McKenzie is the first woman to hold the position of bishop in the African Methodist Episcopal Church. Her initial election to the 18th Episcopal District in 2000, which McKenzie called “breaking the stained glass barrier,” was the culmination of a long history of women pastors in the church. McKenzie has since been elected to preside over the 13th Episcopal District and she currently serves as the bishop of the 10th district of the church, which consists of the entire state of Texas.
McKenzie, who graduated from the University of Maryland with a B.A. in Journalism, was ordained by the African Methodist Episcopal Church in 1984. By the time of her election in 2000, she has served 28 years of ministry.
McKenzie said she believes that journalism and preaching are intertwined, that only on the surface does it look like they are on opposite ends of the spectrum.
McKenzie spent most of her early years in the ministry as a pastor, helping develop the urban areas where she worked in Baltimore.
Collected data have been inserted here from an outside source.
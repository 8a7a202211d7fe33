//! HTTP API module for the on-call report.
//!
//! This module exposes `POST /report`, which builds a report from a timeline
//! response posted by the caller.

mod handlers;
mod request;
mod response;
mod state;

pub use handlers::create_router;
pub use request::ReportRequest;
pub use response::{ApiError, ApiErrorResponse};
pub use state::AppState;
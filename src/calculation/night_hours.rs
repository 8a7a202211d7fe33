//! Night-hours overlap calculation.
//!
//! This module computes how much of an on-call interval falls inside the
//! recurring night window (19:00 to 07:00 local time). On non-workdays the
//! whole day counts, regardless of the clock.
//!
//! An interval is split into a first partial day, zero or more full interior
//! days, and a last partial day. Intervals inside a single calendar day are
//! handled by clipping both ends out of the day window first.

use chrono::{DateTime, Duration, NaiveDate, NaiveTime};
use chrono_tz::Tz;

use crate::config::HolidaySet;

use super::local_time::{at_time, end_of_day, start_of_day};
use super::workday::is_workday;

/// Hour at which the night window opens.
pub const NIGHT_START_HOUR: u32 = 19;

/// Hour at which the night window closes.
pub const NIGHT_END_HOUR: u32 = 7;

/// Valid hours contributed by a full interior workday without a clock change.
pub const WORKDAY_NIGHT_HOURS: i64 = 12;

/// Valid hours contributed by a full interior non-workday without a clock change.
pub const NON_WORKDAY_HOURS: i64 = 24;

const NIGHT_START: NaiveTime = match NaiveTime::from_hms_opt(NIGHT_START_HOUR, 0, 0) {
    Some(time) => time,
    None => panic!("night start hour out of range"),
};

const NIGHT_END: NaiveTime = match NaiveTime::from_hms_opt(NIGHT_END_HOUR, 0, 0) {
    Some(time) => time,
    None => panic!("night end hour out of range"),
};

/// True for clock times in the day window `[07:00, 19:00)`.
fn in_day_window(time: NaiveTime) -> bool {
    time >= NIGHT_END && time < NIGHT_START
}

/// `to - from`, or zero when the bounds are inverted.
fn span(from: DateTime<Tz>, to: DateTime<Tz>) -> Duration {
    let length = to.signed_duration_since(from);
    if length > Duration::zero() {
        length
    } else {
        Duration::zero()
    }
}

/// Calculates the valid (night-window) part of `[start, end]`.
///
/// Both instants must be in the same timezone. The result is never negative
/// and never exceeds `end - start`; an inverted interval yields zero.
///
/// # Example
///
/// ```
/// use chrono::{Duration, TimeZone};
/// use chrono_tz::Tz;
/// use oncall_report::calculation::valid_hours;
/// use oncall_report::config::HolidaySet;
///
/// let tz = Tz::UTC;
/// let holidays = HolidaySet::new();
///
/// // Monday 09:00 to 21:00: only 19:00-21:00 counts
/// let start = tz.with_ymd_and_hms(2024, 3, 4, 9, 0, 0).unwrap();
/// let end = tz.with_ymd_and_hms(2024, 3, 4, 21, 0, 0).unwrap();
/// assert_eq!(valid_hours(start, end, &holidays), Duration::hours(2));
///
/// // Saturday: everything counts
/// let start = tz.with_ymd_and_hms(2024, 3, 9, 9, 0, 0).unwrap();
/// let end = tz.with_ymd_and_hms(2024, 3, 9, 17, 0, 0).unwrap();
/// assert_eq!(valid_hours(start, end, &holidays), Duration::hours(8));
/// ```
pub fn valid_hours(start: DateTime<Tz>, end: DateTime<Tz>, holidays: &HolidaySet) -> Duration {
    if end <= start {
        return Duration::zero();
    }

    let start_date = start.date_naive();
    let end_date = end.date_naive();

    if start_date == end_date {
        return single_day_hours(start, end, holidays);
    }

    let interior = start_date
        .iter_days()
        .skip(1)
        .take_while(|date| *date < end_date)
        .fold(Duration::zero(), |total, date| {
            total + interior_day_hours(&start.timezone(), date, holidays)
        });

    first_day_hours(start, holidays) + interior + last_day_hours(end, holidays)
}

/// Valid time of an interval that starts and ends on the same calendar day.
///
/// On a workday, a start inside the day window moves forward to 19:00 and an
/// end inside the day window moves back to 07:00. What remains is either one
/// night fragment, the two fragments on either side of the day window, or
/// nothing when the clipped bounds crossed.
fn single_day_hours(start: DateTime<Tz>, end: DateTime<Tz>, holidays: &HolidaySet) -> Duration {
    let date = start.date_naive();
    if !is_workday(date, holidays) {
        return span(start, end);
    }

    let tz = start.timezone();
    let morning = at_time(&tz, date, NIGHT_END);
    let evening = at_time(&tz, date, NIGHT_START);

    let from = if in_day_window(start.time()) { evening } else { start };
    let to = if in_day_window(end.time()) { morning } else { end };

    if from >= to {
        return Duration::zero();
    }

    if (from <= morning && to <= morning) || (from >= evening && to >= evening) {
        return span(from, to);
    }

    span(from, morning) + span(evening, to)
}

/// Valid time from `start` to the following midnight.
fn first_day_hours(start: DateTime<Tz>, holidays: &HolidaySet) -> Duration {
    let date = start.date_naive();
    let tz = start.timezone();
    let midnight = end_of_day(&tz, date);

    if !is_workday(date, holidays) || start.time() >= NIGHT_START {
        return span(start, midnight);
    }

    let morning = at_time(&tz, date, NIGHT_END);
    let evening = at_time(&tz, date, NIGHT_START);
    span(start, morning) + span(evening, midnight)
}

/// Valid time of a full calendar day strictly inside the interval.
fn interior_day_hours(tz: &Tz, date: NaiveDate, holidays: &HolidaySet) -> Duration {
    let midnight = start_of_day(tz, date);
    let next_midnight = end_of_day(tz, date);

    if !is_workday(date, holidays) {
        return span(midnight, next_midnight);
    }

    let morning = at_time(tz, date, NIGHT_END);
    let evening = at_time(tz, date, NIGHT_START);
    span(midnight, morning) + span(evening, next_midnight)
}

fn last_day_hours(end: DateTime<Tz>, holidays: &HolidaySet) -> Duration {
    let date = end.date_naive();
    let tz = end.timezone();
    let midnight = start_of_day(&tz, date);

    if !is_workday(date, holidays) || end.time() <= NIGHT_END {
        return span(midnight, end);
    }

    let morning = at_time(&tz, date, NIGHT_END);
    let evening = at_time(&tz, date, NIGHT_START);
    span(midnight, morning) + span(evening, end)
}
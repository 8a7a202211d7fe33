//! Core data models for the on-call report.
//!
//! This module contains the upstream timeline wire model, single-assignee
//! periods, and the report types.

mod period;
mod report;
mod timeline;

pub use period::AssignmentPeriod;
pub use report::{
    People, PeriodLine, PeriodSummary, PersonAccumulator, PersonSummary, Report, ReportSummary,
    duration_to_hours,
};
pub use timeline::{
    FinalSchedule, Period, Recipient, Rotation, Schedule, Timeline, TimelineResponse,
    parse_timeline,
};
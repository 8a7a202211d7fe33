//! Response types for the on-call report API.
//!
//! This module defines the error response structures and maps
//! [`ReportError`]s onto HTTP status codes.

use axum::{
    Json,
    http::StatusCode,
    response::{IntoResponse, Response},
};
use serde::{Deserialize, Serialize};

use crate::error::ReportError;

/// API error response structure.
#[derive(Debug, Clone, Serialize, Deserialize)]
pub struct ApiError {
    /// Error code for programmatic handling.
    pub code: String,
    /// Human-readable error message.
    pub message: String,
    /// Optional details about the error.
    #[serde(skip_serializing_if = "Option::is_none")]
    pub details: Option<String>,
}

impl ApiError {
    /// Creates a new API error.
    pub fn new(code: impl Into<String>, message: impl Into<String>) -> Self {
        Self {
            code: code.into(),
            message: message.into(),
            details: None,
        }
    }

    /// Creates a new API error with details.
    pub fn with_details(
        code: impl Into<String>,
        message: impl Into<String>,
        details: impl Into<String>,
    ) -> Self {
        Self {
            code: code.into(),
            message: message.into(),
            details: Some(details.into()),
        }
    }

    /// Creates a malformed JSON error response.
    pub fn malformed_json(message: impl Into<String>) -> Self {
        Self::new("MALFORMED_JSON", message)
    }
}

/// API error with HTTP status code.
pub struct ApiErrorResponse {
    /// The HTTP status code.
    pub status: StatusCode,
    /// The error body.
    pub error: ApiError,
}

impl IntoResponse for ApiErrorResponse {
    fn into_response(self) -> Response {
        (self.status, Json(self.error)).into_response()
    }
}

impl From<ReportError> for ApiErrorResponse {
    fn from(error: ReportError) -> Self {
        let message = error.to_string();
        let (status, code, details) = match &error {
            ReportError::ConfigNotFound { .. } | ReportError::ConfigParseError { .. } => (
                StatusCode::INTERNAL_SERVER_ERROR,
                "CONFIG_ERROR",
                "The server configuration could not be loaded",
            ),
            ReportError::InvalidTimezone { .. } => (
                StatusCode::BAD_REQUEST,
                "INVALID_TIMEZONE",
                "The schedule timezone is not a known IANA identifier",
            ),
            ReportError::InvalidDate { .. } => (
                StatusCode::BAD_REQUEST,
                "INVALID_DATE",
                "Dates must be formatted as YYYY-MM-DD",
            ),
            ReportError::MultipleRecipients { .. } => (
                StatusCode::UNPROCESSABLE_ENTITY,
                "MULTIPLE_RECIPIENTS",
                "Periods with more than one simultaneous recipient cannot be attributed",
            ),
            ReportError::MissingRecipient { .. } => (
                StatusCode::UNPROCESSABLE_ENTITY,
                "MISSING_RECIPIENT",
                "Every period needs exactly one recipient",
            ),
            ReportError::InvalidPeriod { .. } => (
                StatusCode::UNPROCESSABLE_ENTITY,
                "INVALID_PERIOD",
                "The period bounds are inconsistent",
            ),
            ReportError::MalformedResponse { .. } => (
                StatusCode::BAD_REQUEST,
                "MALFORMED_TIMELINE",
                "The timeline payload could not be decoded",
            ),
            ReportError::Transport { .. } => (
                StatusCode::BAD_GATEWAY,
                "TRANSPORT_ERROR",
                "The schedule service could not be reached",
            ),
        };

        ApiErrorResponse {
            status,
            error: ApiError::with_details(code, message, details),
        }
    }
}
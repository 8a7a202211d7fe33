//! Configuration loading and management for report runs.
//!
//! A run needs a timeline credential, a schedule name, a reference month and
//! a holiday set. These come from a YAML file or from CLI arguments.
//!
//! # Example
//!
//! ```no_run
//! use oncall_report::config::ConfigLoader;
//!
//! let loader = ConfigLoader::load("./config/report.yaml").unwrap();
//! println!("Reporting on: {}", loader.config().schedule_name);
//! ```

mod loader;
mod types;

pub use loader::ConfigLoader;
pub use types::{
    DEFAULT_API_URL, DEFAULT_TIMEOUT_SECS, HolidaySet, ReportConfig, parse_month_start,
};
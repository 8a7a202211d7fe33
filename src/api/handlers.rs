//! HTTP request handlers for the on-call report API.

use std::time::Instant;

use axum::{
    Json, Router,
    extract::{State, rejection::JsonRejection},
    http::{StatusCode, header},
    response::IntoResponse,
    routing::post,
};
use tracing::{info, warn};
use uuid::Uuid;

use crate::calculation::build_report;

use super::request::ReportRequest;
use super::response::{ApiError, ApiErrorResponse};
use super::state::AppState;

/// Creates the API router with all endpoints.
pub fn create_router(state: AppState) -> Router {
    Router::new()
        .route("/report", post(report_handler))
        .with_state(state)
}

/// Handler for POST /report endpoint.
///
/// Builds a report from the posted timeline and returns its summary.
async fn report_handler(
    State(state): State<AppState>,
    payload: Result<Json<ReportRequest>, JsonRejection>,
) -> impl IntoResponse {
    let correlation_id = Uuid::new_v4();
    info!(correlation_id = %correlation_id, "Processing report request");

    let request = match payload {
        Ok(Json(req)) => req,
        Err(rejection) => {
            let error = match rejection {
                JsonRejection::JsonDataError(err) => {
                    let body_text = err.body_text();
                    warn!(
                        correlation_id = %correlation_id,
                        error = %body_text,
                        "JSON data error"
                    );
                    if body_text.contains("missing field") {
                        ApiError::new("VALIDATION_ERROR", body_text)
                    } else {
                        ApiError::malformed_json(body_text)
                    }
                }
                JsonRejection::JsonSyntaxError(err) => {
                    warn!(
                        correlation_id = %correlation_id,
                        error = %err,
                        "JSON syntax error"
                    );
                    ApiError::malformed_json(format!("Invalid JSON syntax: {}", err))
                }
                JsonRejection::MissingJsonContentType(_) => {
                    ApiError::new("MISSING_CONTENT_TYPE", "Content-Type must be application/json")
                }
                _ => ApiError::malformed_json("Failed to parse request body"),
            };
            return (
                StatusCode::BAD_REQUEST,
                [(header::CONTENT_TYPE, "application/json")],
                Json(error),
            )
                .into_response();
        }
    };

    let holidays = request
        .holidays
        .as_ref()
        .unwrap_or_else(|| state.holidays());

    let start_time = Instant::now();
    match build_report(&request.timeline, holidays, request.month_start) {
        Ok(report) => {
            info!(
                correlation_id = %correlation_id,
                schedule = %report.schedule_name,
                periods = report.periods.len(),
                people = report.people.len(),
                duration_us = start_time.elapsed().as_micros(),
                "Report built successfully"
            );
            (
                StatusCode::OK,
                [(header::CONTENT_TYPE, "application/json")],
                Json(report.summary()),
            )
                .into_response()
        }
        Err(err) => {
            warn!(
                correlation_id = %correlation_id,
                error = %err,
                "Report failed"
            );
            let api_error: ApiErrorResponse = err.into();
            (
                api_error.status,
                [(header::CONTENT_TYPE, "application/json")],
                Json(api_error.error),
            )
                .into_response()
        }
    }
}
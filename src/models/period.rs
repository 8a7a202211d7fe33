//! Single-assignee assignment periods.

use chrono::{DateTime, Duration, NaiveDate};
use chrono_tz::Tz;
use serde::Serialize;

use crate::calculation::to_instant;
use crate::error::{ReportError, ReportResult};

use super::timeline::Period;

/// A contiguous interval owned by exactly one person.
///
/// Built from a raw [`Period`] by clamping both bounds into the reporting
/// month and checking that exactly one recipient is attributed.
#[derive(Debug, Clone, PartialEq, Eq, Serialize)]
pub struct AssignmentPeriod {
    /// The rotation the period belongs to.
    pub rotation: String,
    /// The person on call.
    pub assignee: String,
    /// Clamped start.
    pub start: DateTime<Tz>,
    /// Clamped end; never before `start`.
    pub end: DateTime<Tz>,
}

impl AssignmentPeriod {
    /// Converts a raw period, clamping its bounds to the month starting at
    /// `month_start`.
    ///
    /// # Errors
    ///
    /// - [`ReportError::MultipleRecipients`] if more than one flattened
    ///   recipient is on call at once
    /// - [`ReportError::MissingRecipient`] if nobody is
    /// - [`ReportError::InvalidPeriod`] if the raw start is after the raw end
    pub fn from_raw(
        raw: &Period,
        rotation: &str,
        period_index: usize,
        tz: &Tz,
        month_start: NaiveDate,
    ) -> ReportResult<Self> {
        if raw.flattened_recipients.len() > 1 {
            return Err(ReportError::MultipleRecipients {
                rotation: rotation.to_string(),
                period_index,
                count: raw.flattened_recipients.len(),
            });
        }

        let assignee = raw
            .recipients
            .first()
            .or_else(|| raw.flattened_recipients.first())
            .map(|r| r.label())
            .filter(|label| !label.is_empty())
            .ok_or_else(|| ReportError::MissingRecipient {
                rotation: rotation.to_string(),
                period_index,
            })?;

        if raw.start_time > raw.end_time {
            return Err(ReportError::InvalidPeriod {
                rotation: rotation.to_string(),
                period_index,
                message: format!(
                    "start {} is after end {}",
                    raw.start_time, raw.end_time
                ),
            });
        }

        Ok(Self {
            rotation: rotation.to_string(),
            assignee: assignee.to_string(),
            start: to_instant(raw.start_time, tz, month_start),
            end: to_instant(raw.end_time, tz, month_start),
        })
    }

    /// Total length of the period.
    pub fn duration(&self) -> Duration {
        self.end.signed_duration_since(self.start)
    }
}
use chrono::{DateTime, Utc};
use serde::{Deserialize, Serialize};
use sqlx::FromRow;
use uuid::Uuid;

/// A single-use ticket binding a new mobile user to a driver, company and
/// branch. `code` is globally unique; at most one un-used invite exists
/// per driver.
#[derive(Debug, Clone, Serialize, Deserialize, FromRow)]
#[serde(rename_all = "camelCase")]
pub struct DriverInvite {
    pub id: Uuid,
    pub code: String,
    pub company_id: Uuid,
    pub branch_id: Option<Uuid>,
    pub driver_id: Uuid,
    pub role_id: Option<Uuid>,
    pub expires_at: Option<DateTime<Utc>>,
    pub used_at: Option<DateTime<Utc>>,
    pub used_by_mobile_user_id: Option<Uuid>,
    pub created_by_id: Option<Uuid>,
    pub created_at: DateTime<Utc>,
}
“In my belief system every person who is called by God has a ministry that they do in the Lord as a part of their faith relationship,” McKenzie said. “When you engage in ministry and help someone find their ministry it is always a joy. Those are the kinds of moments that remind you why you are where you are, doing what you’re doing.”
McKenzie’s sermon, titled “Speaking Truth to Power: Just Tell It,” centered on advising the future pastors attending Truett Seminary. McKenzie urged the students to use their position as representatives of their communities as an opportunity to hold the leaders of the community accountable to the promotion of the public good.
She charged them to preach sermons that “assault the world with the truth of God’s word.” McKenzie said she believes pastors have an obligation to speak truth to positions of power.
She explained this concept through the biblical story of Moses, recounting how Moses told Pharaoh that God demanded Pharaoh release God’s people freedom from slavery, McKenzie said she does not claim ministry an easy calling, but instead offered the calling of God on Moses and these future pastors as a “creative tension with the impossible.”
McKenzie warned the future preachers not to lose heart if community leaders do not receive their message with anticipation; they must look to their ultimate calling.
“There may come a time, preacher, that God will call you to preach to the establishment,” McKenzie said. “They won’t like it and they won’t like you.”
Jan Cason, the Financial Manager of Truett Seminary, said this was McKenzie’s first speaking engagement at Truett.
“We just look for pastors who are examples to our students,” Cason said. “We like to bring in pastors who are out in the field. They learn from those who go before them.”
Dr. David Garland, the Dean of Truett Seminary and middle school classmate of McKenzie, closed the service by sharing a memory of the speaker.
“I don’t remember her teaching us to preach like that in junior high,” Garland said.